Saved data entries
-----
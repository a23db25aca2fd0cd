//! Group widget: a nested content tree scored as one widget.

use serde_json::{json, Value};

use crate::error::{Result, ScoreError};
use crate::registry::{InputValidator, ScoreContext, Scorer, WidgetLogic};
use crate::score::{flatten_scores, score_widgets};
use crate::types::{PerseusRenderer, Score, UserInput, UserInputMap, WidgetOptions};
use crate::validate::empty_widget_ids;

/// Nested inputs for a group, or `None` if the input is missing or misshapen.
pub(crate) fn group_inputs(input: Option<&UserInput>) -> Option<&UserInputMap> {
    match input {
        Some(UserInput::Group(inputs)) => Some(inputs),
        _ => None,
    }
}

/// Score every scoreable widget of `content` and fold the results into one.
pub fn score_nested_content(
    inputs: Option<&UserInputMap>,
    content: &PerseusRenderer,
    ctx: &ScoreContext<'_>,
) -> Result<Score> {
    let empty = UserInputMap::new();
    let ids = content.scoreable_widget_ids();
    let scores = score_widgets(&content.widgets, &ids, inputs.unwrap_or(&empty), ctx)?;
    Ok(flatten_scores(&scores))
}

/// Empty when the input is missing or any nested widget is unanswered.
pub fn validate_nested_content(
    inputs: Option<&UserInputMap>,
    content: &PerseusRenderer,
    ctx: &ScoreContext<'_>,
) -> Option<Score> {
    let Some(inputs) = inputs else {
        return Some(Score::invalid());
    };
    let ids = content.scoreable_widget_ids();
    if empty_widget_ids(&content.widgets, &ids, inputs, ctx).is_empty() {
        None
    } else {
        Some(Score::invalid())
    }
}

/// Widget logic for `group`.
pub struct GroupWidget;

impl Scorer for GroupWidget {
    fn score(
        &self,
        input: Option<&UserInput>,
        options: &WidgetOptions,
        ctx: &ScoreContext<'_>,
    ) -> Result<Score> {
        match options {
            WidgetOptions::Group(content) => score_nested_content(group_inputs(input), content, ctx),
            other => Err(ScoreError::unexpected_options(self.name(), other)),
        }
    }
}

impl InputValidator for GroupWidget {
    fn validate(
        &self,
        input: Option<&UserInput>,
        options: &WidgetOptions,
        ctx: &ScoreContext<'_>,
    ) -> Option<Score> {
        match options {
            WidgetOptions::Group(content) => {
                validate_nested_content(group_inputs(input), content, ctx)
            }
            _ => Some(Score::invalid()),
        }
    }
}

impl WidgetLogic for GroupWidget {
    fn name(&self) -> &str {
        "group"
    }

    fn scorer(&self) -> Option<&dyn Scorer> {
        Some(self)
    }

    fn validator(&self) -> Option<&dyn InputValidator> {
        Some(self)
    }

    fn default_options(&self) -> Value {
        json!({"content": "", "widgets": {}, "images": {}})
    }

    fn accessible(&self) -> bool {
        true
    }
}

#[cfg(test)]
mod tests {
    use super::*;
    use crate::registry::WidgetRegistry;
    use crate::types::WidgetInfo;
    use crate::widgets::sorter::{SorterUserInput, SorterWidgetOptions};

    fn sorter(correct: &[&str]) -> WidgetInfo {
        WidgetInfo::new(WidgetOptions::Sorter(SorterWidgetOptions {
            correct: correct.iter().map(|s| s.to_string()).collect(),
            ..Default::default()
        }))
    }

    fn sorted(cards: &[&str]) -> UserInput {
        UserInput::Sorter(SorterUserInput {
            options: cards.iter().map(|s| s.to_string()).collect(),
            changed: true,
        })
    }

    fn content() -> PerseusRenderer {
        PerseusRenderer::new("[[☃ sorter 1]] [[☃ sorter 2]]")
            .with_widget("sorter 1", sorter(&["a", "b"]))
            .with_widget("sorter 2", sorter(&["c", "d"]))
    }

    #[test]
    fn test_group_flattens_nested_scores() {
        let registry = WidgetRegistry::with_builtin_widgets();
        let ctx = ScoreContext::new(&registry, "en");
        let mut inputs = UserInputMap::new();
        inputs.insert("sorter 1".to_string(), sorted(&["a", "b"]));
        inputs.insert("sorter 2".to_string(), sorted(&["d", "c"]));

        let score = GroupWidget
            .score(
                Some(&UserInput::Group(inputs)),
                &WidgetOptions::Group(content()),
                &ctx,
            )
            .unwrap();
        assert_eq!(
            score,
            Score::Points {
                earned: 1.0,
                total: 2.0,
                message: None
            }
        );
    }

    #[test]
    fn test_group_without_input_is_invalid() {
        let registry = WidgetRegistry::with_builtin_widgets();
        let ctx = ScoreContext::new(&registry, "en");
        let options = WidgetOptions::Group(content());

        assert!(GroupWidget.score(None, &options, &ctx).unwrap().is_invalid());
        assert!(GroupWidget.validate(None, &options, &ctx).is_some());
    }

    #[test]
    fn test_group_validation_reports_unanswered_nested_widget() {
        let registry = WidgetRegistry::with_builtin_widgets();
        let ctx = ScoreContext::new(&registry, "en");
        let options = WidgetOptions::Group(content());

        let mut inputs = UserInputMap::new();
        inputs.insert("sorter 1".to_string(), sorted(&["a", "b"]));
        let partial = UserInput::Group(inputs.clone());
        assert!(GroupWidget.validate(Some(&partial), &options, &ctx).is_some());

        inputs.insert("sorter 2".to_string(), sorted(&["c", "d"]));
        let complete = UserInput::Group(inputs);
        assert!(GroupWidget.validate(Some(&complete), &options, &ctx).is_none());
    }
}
-----
■ **The problem**:
Print every record above once more, exactly as written.

■ **Task result**:
repository a23db25aca2fd0cd
//! Group widget: a nested content tree scored as one widget.

use serde_json::{json, Value};

use crate::error::{Result, ScoreError};
use crate::registry::{InputValidator, ScoreContext, Scorer, WidgetLogic};
use crate::score::{flatten_scores, score_widgets};
use crate::types::{PerseusRenderer, Score, UserInput, UserInputMap, WidgetOptions};
use crate::validate::empty_widget_ids;

/// Nested inputs for a group, or `None` if the input is missing or misshapen.
pub(crate) fn group_inputs(input: Option<&UserInput>) -> Option<&UserInputMap> {
    match input {
        Some(UserInput::Group(inputs)) => Some(inputs),
        _ => None,
    }
}

/// Score every scoreable widget of `content` and fold the results into one.
pub fn score_nested_content(
    inputs: Option<&UserInputMap>,
    content: &PerseusRenderer,
    ctx: &ScoreContext<'_>,
) -> Result<Score> {
    let empty = UserInputMap::new();
    let ids = content.scoreable_widget_ids();
    let scores = score_widgets(&content.widgets, &ids, inputs.unwrap_or(&empty), ctx)?;
    Ok(flatten_scores(&scores))
}

/// Empty when the input is missing or any nested widget is unanswered.
pub fn validate_nested_content(
    inputs: Option<&UserInputMap>,
    content: &PerseusRenderer,
    ctx: &ScoreContext<'_>,
) -> Option<Score> {
    let Some(inputs) = inputs else {
        return Some(Score::invalid());
    };
    let ids = content.scoreable_widget_ids();
    if empty_widget_ids(&content.widgets, &ids, inputs, ctx).is_empty() {
        None
    } else {
        Some(Score::invalid())
    }
}

/// Widget logic for `group`.
pub struct GroupWidget;

impl Scorer for GroupWidget {
    fn score(
        &self,
        input: Option<&UserInput>,
        options: &WidgetOptions,
        ctx: &ScoreContext<'_>,
    ) -> Result<Score> {
        match options {
            WidgetOptions::Group(content) => score_nested_content(group_inputs(input), content, ctx),
            other => Err(ScoreError::unexpected_options(self.name(), other)),
        }
    }
}

impl InputValidator for GroupWidget {
    fn validate(
        &self,
        input: Option<&UserInput>,
        options: &WidgetOptions,
        ctx: &ScoreContext<'_>,
    ) -> Option<Score> {
        match options {
            WidgetOptions::Group(content) => {
                validate_nested_content(group_inputs(input), content, ctx)
            }
            _ => Some(Score::invalid()),
        }
    }
}

impl WidgetLogic for GroupWidget {
    fn name(&self) -> &str {
        "group"
    }

    fn scorer(&self) -> Option<&dyn Scorer> {
        Some(self)
    }

    fn validator(&self) -> Option<&dyn InputValidator> {
        Some(self)
    }

    fn default_options(&self) -> Value {
        json!({"content": "", "widgets": {}, "images": {}})
    }

    fn accessible(&self) -> bool {
        true
    }
}

#[cfg(test)]
mod tests {
    use super::*;
    use crate::registry::WidgetRegistry;
    use crate::types::WidgetInfo;
    use crate::widgets::sorter::{SorterUserInput, SorterWidgetOptions};

    fn sorter(correct: &[&str]) -> WidgetInfo {
        WidgetInfo::new(WidgetOptions::Sorter(SorterWidgetOptions {
            correct: correct.iter().map(|s| s.to_string()).collect(),
            ..Default::default()
        }))
    }

    fn sorted(cards: &[&str]) -> UserInput {
        UserInput::Sorter(SorterUserInput {
            options: cards.iter().map(|s| s.to_string()).collect(),
            changed: true,
        })
    }

    fn content() -> PerseusRenderer {
        PerseusRenderer::new("[[☃ sorter 1]] [[☃ sorter 2]]")
            .with_widget("sorter 1", sorter(&["a", "b"]))
            .with_widget("sorter 2", sorter(&["c", "d"]))
    }

    #[test]
    fn test_group_flattens_nested_scores() {
        let registry = WidgetRegistry::with_builtin_widgets();
        let ctx = ScoreContext::new(&registry, "en");
        let mut inputs = UserInputMap::new();
        inputs.insert("sorter 1".to_string(), sorted(&["a", "b"]));
        inputs.insert("sorter 2".to_string(), sorted(&["d", "c"]));

        let score = GroupWidget
            .score(
                Some(&UserInput::Group(inputs)),
                &WidgetOptions::Group(content()),
                &ctx,
            )
            .unwrap();
        assert_eq!(
            score,
            Score::Points {
                earned: 1.0,
                total: 2.0,
                message: None
            }
        );
    }

    #[test]
    fn test_group_without_input_is_invalid() {
        let registry = WidgetRegistry::with_builtin_widgets();
        let ctx = ScoreContext::new(&registry, "en");
        let options = WidgetOptions::Group(content());

        assert!(GroupWidget.score(None, &options, &ctx).unwrap().is_invalid());
        assert!(GroupWidget.validate(None, &options, &ctx).is_some());
    }

    #[test]
    fn test_group_validation_reports_unanswered_nested_widget() {
        let registry = WidgetRegistry::with_builtin_widgets();
        let ctx = ScoreContext::new(&registry, "en");
        let options = WidgetOptions::Group(content());

        let mut inputs = UserInputMap::new();
        inputs.insert("sorter 1".to_string(), sorted(&["a", "b"]));
        let partial = UserInput::Group(inputs.clone());
        assert!(GroupWidget.validate(Some(&partial), &options, &ctx).is_some());

        inputs.insert("sorter 2".to_string(), sorted(&["c", "d"]));
        let complete = UserInput::Group(inputs);
        assert!(GroupWidget.validate(Some(&complete), &options, &ctx).is_none());
    }
}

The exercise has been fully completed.